La contemplación de los misterios de Jesús, tal como nos la propone el jesuita, es entonces una llave para abrir las puertas de la cercanía con «Alguien que es la Vida», para sabernos amados por él; un «Alguien» que, desde su encarnación, tiene como todos nosotros, dolores y momentos de gozo, que comprende nuestra naturaleza y está siempre a nuestro lado. Este es «Jesús de Nazaret, el hombre Dios, el Dios tan hombre», apunta el autor, quien nos aproxima al Padre, derrumba muros y nos abre el camino hacia él.
Tal vez, como propusimos al principio, la figura de la segunda Persona de la Trinidad está más que estudiada, pero el acierto del texto que hoy reseñamos, es que la salva de muchos lugares comunes.
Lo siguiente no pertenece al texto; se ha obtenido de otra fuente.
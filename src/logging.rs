// 📝 Logging - stderr subscriber for the binary

use tracing::level_filters::LevelFilter;

/// Level used by the binary. Fixed: no env var is consulted.
pub const DEFAULT_LEVEL: LevelFilter = LevelFilter::WARN;

/// Install the global fmt subscriber.
///
/// Logs go to stderr so stdout stays empty on success. Calling this twice
/// is harmless: the second install is ignored.
pub fn init(level: LevelFilter) {
    let _ = tracing_subscriber::fmt()
        .with_max_level(level)
        .with_target(false)
        .with_writer(std::io::stderr)
        .try_init();
}
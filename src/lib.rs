// Azkar Parser - Core Library
// Converts remembrance JSON groups into one numbered line file

pub mod config;
pub mod converter;
pub mod error;
pub mod logging;
pub mod parser;
pub mod record;

// Re-export commonly used types
pub use config::{ConvertConfig, DEFAULT_INPUTS, DEFAULT_OUTPUT};
pub use converter::{convert, ConversionSummary, Converter, FileSummary};
pub use error::{ConvertError, FailureKind, Result};
pub use parser::{GroupParser, JsonGroupParser};
pub use record::{normalize_text, Entry, OutputRow, RecordGroup, COMMA_GLYPH, DELIMITER};
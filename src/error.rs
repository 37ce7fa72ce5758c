// ❌ Conversion Errors
// Every variant is fatal: the run stops at the first one

use std::path::PathBuf;
use thiserror::Error;

pub type Result<T> = std::result::Result<T, ConvertError>;

/// Coarse failure category, handy for matching without destructuring
#[derive(Debug, Clone, Copy, PartialEq, Eq)]
pub enum FailureKind {
    Create,
    Read,
    Decode,
    Write,
}

#[derive(Debug, Error)]
pub enum ConvertError {
    #[error("cannot create output file {}: {source}", path.display())]
    Create {
        path: PathBuf,
        #[source]
        source: std::io::Error,
    },

    #[error("cannot read input file {}: {source}", path.display())]
    Read {
        path: PathBuf,
        #[source]
        source: std::io::Error,
    },

    #[error("cannot decode input file {}: {source}", path.display())]
    Decode {
        path: PathBuf,
        #[source]
        source: serde_json::Error,
    },

    #[error("cannot write output file {}: {source}", path.display())]
    Write {
        path: PathBuf,
        #[source]
        source: csv::Error,
    },
}

impl ConvertError {
    pub fn kind(&self) -> FailureKind {
        match self {
            ConvertError::Create { .. } => FailureKind::Create,
            ConvertError::Read { .. } => FailureKind::Read,
            ConvertError::Decode { .. } => FailureKind::Decode,
            ConvertError::Write { .. } => FailureKind::Write,
        }
    }

    /// The file the failure is about (input for read/decode, output otherwise)
    pub fn path(&self) -> &PathBuf {
        match self {
            ConvertError::Create { path, .. }
            | ConvertError::Read { path, .. }
            | ConvertError::Decode { path, .. }
            | ConvertError::Write { path, .. } => path,
        }
    }
}

#[cfg(test)]
mod tests {
    use super::*;
    use std::io;

    #[test]
    fn test_read_error_names_file() {
        let err = ConvertError::Read {
            path: PathBuf::from("azkar_massa.json"),
            source: io::Error::new(io::ErrorKind::NotFound, "not found"),
        };

        assert_eq!(err.kind(), FailureKind::Read);
        assert!(err.to_string().contains("azkar_massa.json"));
        assert_eq!(err.path(), &PathBuf::from("azkar_massa.json"));
    }

    #[test]
    fn test_decode_error_carries_parse_diagnostic() {
        let source = serde_json::from_str::<serde_json::Value>("{").unwrap_err();
        let diagnostic = source.to_string();
        let err = ConvertError::Decode {
            path: PathBuf::from("broken.json"),
            source,
        };

        assert_eq!(err.kind(), FailureKind::Decode);
        assert!(err.to_string().contains("broken.json"));
        assert!(err.to_string().contains(&diagnostic));
    }
}
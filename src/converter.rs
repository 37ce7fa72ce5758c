// 🔁 Converter - Read every group, flatten, write numbered rows
//
// Pipeline:
//   1. Create/truncate the output (before any input is touched)
//   2. For each input in order: read → decode → emit one row per entry
//   3. Flush after each file, so finished files survive a later failure

use crate::config::ConvertConfig;
use crate::error::{ConvertError, Result};
use crate::parser::{GroupParser, JsonGroupParser};
use crate::record::OutputRow;
use csv::{QuoteStyle, Terminator, WriterBuilder};
use std::fs::File;
use std::path::{Path, PathBuf};
use tracing::{debug, error, info};

// ============================================================================
// SUMMARY
// ============================================================================

/// Per-input result of a successful run
#[derive(Debug, Clone, PartialEq, Eq)]
pub struct FileSummary {
    pub path: PathBuf,
    pub title: String,
    pub entries: usize,
}

/// What a successful run wrote
#[derive(Debug, Clone, PartialEq, Eq)]
pub struct ConversionSummary {
    pub output: PathBuf,
    pub files: Vec<FileSummary>,
    pub total_rows: usize,
}

// ============================================================================
// CONVERTER
// ============================================================================

pub struct Converter<P: GroupParser = JsonGroupParser> {
    config: ConvertConfig,
    parser: P,
}

impl Converter<JsonGroupParser> {
    pub fn new(config: ConvertConfig) -> Self {
        Converter {
            config,
            parser: JsonGroupParser::new(),
        }
    }
}

impl<P: GroupParser> Converter<P> {
    pub fn with_parser(config: ConvertConfig, parser: P) -> Self {
        Converter { config, parser }
    }

    /// Run the whole conversion once. Stops at the first failure.
    pub fn run(&self) -> Result<ConversionSummary> {
        let result = self.convert();
        if let Err(e) = &result {
            error!(file = %e.path().display(), "conversion aborted: {}", e);
        }
        result
    }

    fn convert(&self) -> Result<ConversionSummary> {
        let output = &self.config.output;
        let file = File::create(output).map_err(|source| ConvertError::Create {
            path: output.clone(),
            source,
        })?;

        let mut writer = WriterBuilder::new()
            .has_headers(false)
            .quote_style(QuoteStyle::Never)
            .terminator(Terminator::Any(b'\n'))
            .from_writer(file);

        info!(
            output = %output.display(),
            inputs = self.config.inputs.len(),
            "starting conversion"
        );

        let mut next_index = 0usize;
        let mut files = Vec::with_capacity(self.config.inputs.len());

        for input in &self.config.inputs {
            let group = self.parser.parse(input)?;

            for entry in &group.entries {
                let row = OutputRow::from_entry(next_index, entry);
                writer
                    .write_record(row.into_fields())
                    .map_err(|source| write_error(output, source))?;
                next_index += 1;
            }
            writer
                .flush()
                .map_err(|source| write_error(output, source.into()))?;

            debug!(
                file = %input.display(),
                title = %group.title,
                entries = group.entries.len(),
                "converted group"
            );
            files.push(FileSummary {
                path: input.clone(),
                title: group.title,
                entries: group.entries.len(),
            });
        }

        writer
            .into_inner()
            .map_err(|e| write_error(output, e.into_error().into()))?;

        info!(rows = next_index, output = %output.display(), "conversion complete");

        Ok(ConversionSummary {
            output: output.clone(),
            files,
            total_rows: next_index,
        })
    }
}

fn write_error(path: &Path, source: csv::Error) -> ConvertError {
    ConvertError::Write {
        path: path.to_path_buf(),
        source,
    }
}

/// Convert with the JSON parser
pub fn convert(config: ConvertConfig) -> Result<ConversionSummary> {
    Converter::new(config).run()
}
impl VoltageModel {
    pub fn new(chemistry: Chemistry, params: &VoltageParams) -> Result<Self, StorageError> {
        match (&params.variant, chemistry) {
            (VoltageVariant::Table { .. }, _) => Ok(Self::Table(TableVoltage::new(params)?)),
            (VoltageVariant::Model { .. }, Chemistry::VanadiumRedox) => {
                Ok(Self::Vanadium(VanadiumVoltage::new(params)))
            }
            (VoltageVariant::Model { .. }, _) => Ok(Self::Dynamic(DynamicVoltage::new(params)?)),
        }
    }

    pub fn update(&mut self, capacity: &CapacityState, t_battery_k: f64, params: &VoltageParams) {
        let num_strings = params.num_strings as f64;
        match self {
            Self::Dynamic(model) => model.update(capacity, num_strings),
            Self::Vanadium(model) => model.update(capacity, t_battery_k, num_strings),
            Self::Table(model) => model.update(capacity, num_strings),
        }
    }

    pub fn cell_voltage(&self) -> f64 {
        match self {
            Self::Dynamic(model) => model.cell_voltage,
            Self::Vanadium(model) => model.cell_voltage,
            Self::Table(model) => model.cell_voltage,
        }
    }

    pub fn set_pack_voltage(&mut self, pack_voltage: f64, params: &VoltageParams) {
        let cell = pack_voltage / params.num_cells_series as f64;
        match self {
            Self::Dynamic(model) => model.cell_voltage = cell,
            Self::Vanadium(model) => model.cell_voltage = cell,
            Self::Table(model) => model.cell_voltage = cell,
        }
    }

    pub fn pack_voltage(&self, params: &VoltageParams) -> f64 {
        params.num_cells_series as f64 * self.cell_voltage()
    }

    pub fn pack_voltage_nominal(&self, params: &VoltageParams) -> f64 {
        params.num_cells_series as f64 * params.v_nom_default
    }

    pub fn pack_resistance(&self, params: &VoltageParams) -> f64 {
        params.resistance * params.num_cells_series as f64 / params.num_strings as f64
    }
}
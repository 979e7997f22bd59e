//! The coupled battery model.
//!
//! `Battery` owns one instance of each sub-model and advances them together
//! each step. Temperature affects usable capacity, but the capacity model can
//! reduce the current, which in turn changes the heat input, so the two are
//! iterated to a fixed point (bounded, with snapshot restore) before voltage,
//! lifetime, and losses are evaluated.

pub mod capacity;
pub mod lifetime;
pub mod losses;
pub mod thermal;
pub mod voltage;

use serde::{Deserialize, Serialize};
use tracing::debug;

use crate::clock::StepClock;
use crate::error::StorageError;
use crate::params::{BatteryParams, ReplacementPolicy};
use crate::utils::{MessageLog, HOURS_PER_YEAR, MAX_COUPLING_ITERATIONS, TOLERANCE};

pub use capacity::{CapacityModel, CapacityState, ChargeMode, KibamTanks};
pub use lifetime::{CalendarLifetimeState, CycleLifetimeState, Lifetime, LifetimeState};
pub use thermal::{ThermalModel, ThermalState};
pub use voltage::VoltageModel;

const WATT_TO_KILOWATT: f64 = 1e-3;

/// Snapshot of everything that evolves step to step. Cheap to clone; restoring
/// it and replaying the same inputs reproduces identical behavior.
#[derive(Debug, Clone, PartialEq, Serialize, Deserialize)]
pub struct BatteryState {
    pub capacity: CapacityState,
    pub pack_voltage: f64,
    pub thermal: ThermalState,
    pub lifetime: LifetimeState,
    pub last_loss_kw: f64,
    pub last_idx: Option<usize>,
    pub replacements: u32,
}

pub struct Battery {
    params: BatteryParams,
    capacity: CapacityModel,
    voltage: VoltageModel,
    thermal: ThermalModel,
    lifetime: Lifetime,
    last_loss_kw: f64,
    last_idx: Option<usize>,
    replacements: u32,
    messages: MessageLog,
}

impl Battery {
    pub fn new(params: BatteryParams) -> Result<Self, StorageError> {
        params.validate()?;
        let capacity = CapacityModel::new(&params.capacity)?;
        let voltage = VoltageModel::new(params.capacity.chemistry, &params.voltage)?;
        let thermal = ThermalModel::new(&params.thermal);
        let lifetime = Lifetime::new(&params.lifetime, &params.time);
        Ok(Self {
            params,
            capacity,
            voltage,
            thermal,
            lifetime,
            last_loss_kw: 0.0,
            last_idx: None,
            replacements: 0,
            messages: MessageLog::default(),
        })
    }

    /// Advance one step at the requested current [A, positive = discharge].
    /// Returns the realized current, which may be smaller in magnitude.
    pub fn run(&mut self, clock: &StepClock, requested_current: f64) -> f64 {
        let mut current = requested_current;
        let mut reference = current;

        let capacity_snapshot = self.capacity.state().clone();
        let thermal_snapshot = self.thermal.state().clone();

        for _ in 0..MAX_COUPLING_ITERATIONS {
            self.run_thermal(current, clock);
            self.run_capacity(&mut current);

            let relative_change = if reference.abs() > 0.0 {
                (current - reference).abs() / reference.abs()
            } else {
                0.0
            };
            if relative_change > TOLERANCE {
                // capacity clamped the draw: rewind and re-run the coupled
                // pair at the feasible current
                self.thermal.set_state(thermal_snapshot.clone());
                self.capacity.set_state(capacity_snapshot.clone());
                reference = current;
            } else {
                break;
            }
        }

        self.run_voltage();
        self.run_lifetime(clock);
        let relative_q = self.lifetime.relative_q();
        self.capacity
            .update_for_lifetime(relative_q, &self.params.capacity, self.params.time.dt_hour);
        self.run_losses(clock);

        self.capacity.state().current
    }

    fn run_thermal(&mut self, current: f64, clock: &StepClock) {
        self.thermal.update(
            current,
            clock.year_one_index(),
            &self.params.thermal,
            self.params.time.dt_hour,
            &mut self.messages,
        );
    }

    fn run_capacity(&mut self, current: &mut f64) {
        // the thermal envelope only moves while current is flowing
        if current.abs() > TOLERANCE {
            let percent = self
                .thermal
                .capacity_percent(&self.params.thermal, &mut self.messages);
            self.capacity
                .update_for_thermal(percent, self.params.time.dt_hour);
        }
        self.capacity
            .update_for_current(current, &self.params.capacity, self.params.time.dt_hour);
    }

    fn run_voltage(&mut self) {
        self.voltage.update(
            self.capacity.state(),
            self.thermal.t_battery_k(),
            &self.params.voltage,
        );
    }

    fn run_lifetime(&mut self, clock: &StepClock) {
        let (dod, charge_changed) = {
            let cap = self.capacity.state();
            (cap.dod, cap.charge_mode_changed)
        };
        self.lifetime.run(
            clock.lifetime_index(),
            dod,
            charge_changed,
            self.thermal.t_battery_k(),
            &self.params.lifetime,
        );

        if let Some(percent) = self.replacement_due(clock) {
            debug!(percent, replacements = self.replacements + 1, "battery replacement");
            self.replace(percent, clock);
        }
    }

    fn replacement_due(&self, clock: &StepClock) -> Option<f64> {
        match &self.params.replacement {
            ReplacementPolicy::None => None,
            ReplacementPolicy::Capacity { threshold_percent } => {
                if self.lifetime.relative_q() - TOLERANCE <= *threshold_percent {
                    Some(100.0)
                } else {
                    None
                }
            }
            ReplacementPolicy::Schedule {
                per_year,
                percent_per_year,
            } => {
                if clock.step_of_hour() != 0 {
                    return None;
                }
                let count = *per_year.get(clock.year())?;
                if count == 0 {
                    return None;
                }
                let hour = clock.hour_of_year();
                let scheduled = (0..count).any(|j| hour == j * HOURS_PER_YEAR / count);
                if scheduled {
                    percent_per_year.get(clock.year()).copied()
                } else {
                    None
                }
            }
        }
    }

    /// Augment capacity by `percent` of nameplate; 100% is a full swap.
    pub fn replace(&mut self, percent: f64, clock: &StepClock) {
        let percent = percent.clamp(0.0, 100.0);
        self.lifetime.replace(percent, &self.params.lifetime);
        self.capacity.replace(percent, &self.params.capacity);
        self.thermal.replace(clock.year_one_index(), &self.params.thermal);
        self.replacements += 1;
    }

    fn run_losses(&mut self, clock: &StepClock) {
        let index = clock.lifetime_index();
        let advance = match self.last_idx {
            None => true,
            Some(last) => index > last,
        };
        if advance {
            self.last_loss_kw = losses::loss_kw(
                &self.params.losses,
                &self.params.time,
                clock.year_one_index(),
                self.capacity.state().charge_mode,
            );
            self.last_idx = Some(index);
        }
    }

    // --- state management -------------------------------------------------

    pub fn state(&self) -> BatteryState {
        BatteryState {
            capacity: self.capacity.state().clone(),
            pack_voltage: self.voltage.pack_voltage(&self.params.voltage),
            thermal: self.thermal.state().clone(),
            lifetime: self.lifetime.state(),
            last_loss_kw: self.last_loss_kw,
            last_idx: self.last_idx,
            replacements: self.replacements,
        }
    }

    pub fn set_state(&mut self, state: BatteryState) {
        self.capacity.set_state(state.capacity);
        self.voltage
            .set_pack_voltage(state.pack_voltage, &self.params.voltage);
        self.thermal.set_state(state.thermal);
        self.lifetime.set_state(state.lifetime);
        self.last_loss_kw = state.last_loss_kw;
        self.last_idx = state.last_idx;
        self.replacements = state.replacements;
    }

    /// Runtime diagnostics accumulated since the last drain.
    pub fn drain_messages(&mut self) -> Vec<String> {
        self.messages.drain()
    }

    // --- accessors --------------------------------------------------------

    pub fn params(&self) -> &BatteryParams {
        &self.params
    }

    pub fn current(&self) -> f64 {
        self.capacity.state().current
    }

    pub fn soc(&self) -> f64 {
        self.capacity.state().soc
    }

    pub fn dod(&self) -> f64 {
        self.capacity.state().dod
    }

    pub fn charge_mode(&self) -> ChargeMode {
        self.capacity.state().charge_mode
    }

    pub fn pack_voltage(&self) -> f64 {
        self.voltage.pack_voltage(&self.params.voltage)
    }

    pub fn cell_voltage(&self) -> f64 {
        self.voltage.cell_voltage()
    }

    pub fn pack_voltage_nominal(&self) -> f64 {
        self.voltage.pack_voltage_nominal(&self.params.voltage)
    }

    pub fn pack_resistance(&self) -> f64 {
        self.voltage.pack_resistance(&self.params.voltage)
    }

    /// Realized DC power this step [kW, positive = discharge].
    pub fn power_dc_kw(&self) -> f64 {
        self.current() * self.pack_voltage() * WATT_TO_KILOWATT
    }

    pub fn charge_maximum(&self) -> f64 {
        self.capacity.state().qmax
    }

    pub fn charge_maximum_thermal(&self) -> f64 {
        self.capacity.state().qmax_thermal
    }

    pub fn temperature_k(&self) -> f64 {
        self.thermal.t_battery_k()
    }

    pub fn thermal_capacity_percent(&self) -> f64 {
        self.thermal.state().capacity_percent
    }

    pub fn capacity_percent(&self) -> f64 {
        self.lifetime.relative_q()
    }

    pub fn capacity_percent_cycle(&self) -> f64 {
        self.lifetime.relative_q_cycle()
    }

    pub fn capacity_percent_calendar(&self) -> f64 {
        self.lifetime.relative_q_calendar()
    }

    pub fn cycles_elapsed(&self) -> usize {
        self.lifetime.cycles_elapsed()
    }

    pub fn average_cycle_range(&self) -> f64 {
        self.lifetime.average_cycle_range()
    }

    pub fn estimate_cycle_damage(&self) -> f64 {
        self.lifetime.estimate_cycle_damage(&self.params.lifetime)
    }

    pub fn loss_kw(&self) -> f64 {
        self.last_loss_kw
    }

    pub fn replacements(&self) -> u32 {
        self.replacements
    }

    // --- sizing helpers used by dispatch strategies -----------------------

    /// Charge needed to reach the given SOC ceiling [Ah].
    pub fn charge_needed(&self, soc_max: f64) -> f64 {
        let cap = self.capacity.state();
        (cap.qmax_thermal * soc_max * 0.01 - cap.q0).max(0.0)
    }

    /// Energy needed to reach the given SOC ceiling [kWh].
    pub fn energy_to_fill_kwh(&self, soc_max: f64) -> f64 {
        self.charge_needed(soc_max) * self.pack_voltage_nominal() * WATT_TO_KILOWATT
    }

    /// Constant power that would fill the battery in one step [kW].
    pub fn power_to_fill_kw(&self, soc_max: f64) -> f64 {
        self.energy_to_fill_kwh(soc_max) / self.params.time.dt_hour
    }

    /// Nameplate energy at nominal voltage [kWh].
    pub fn energy_nominal_kwh(&self) -> f64 {
        self.pack_voltage_nominal() * self.capacity.state().qmax * WATT_TO_KILOWATT
    }
}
No es un compendio más de los textos evangélicos, sino un aporte distinto, una invitación a explorar con detenimiento sus olores, sensaciones y paisajes. Cada capítulo puede tomarse como una suerte de libro de estampas, con un lenguaje colorido, lleno de vívidas imágenes, de frases que invitan a detenerse para meditarlas. El Señor Jesús es, sin duda, una buena recomendación para lograr uno de los frutos espirituales que alguna vez pidió san Ignacio: el «conocimiento interno de Cristo para más amarlo y seguirlo».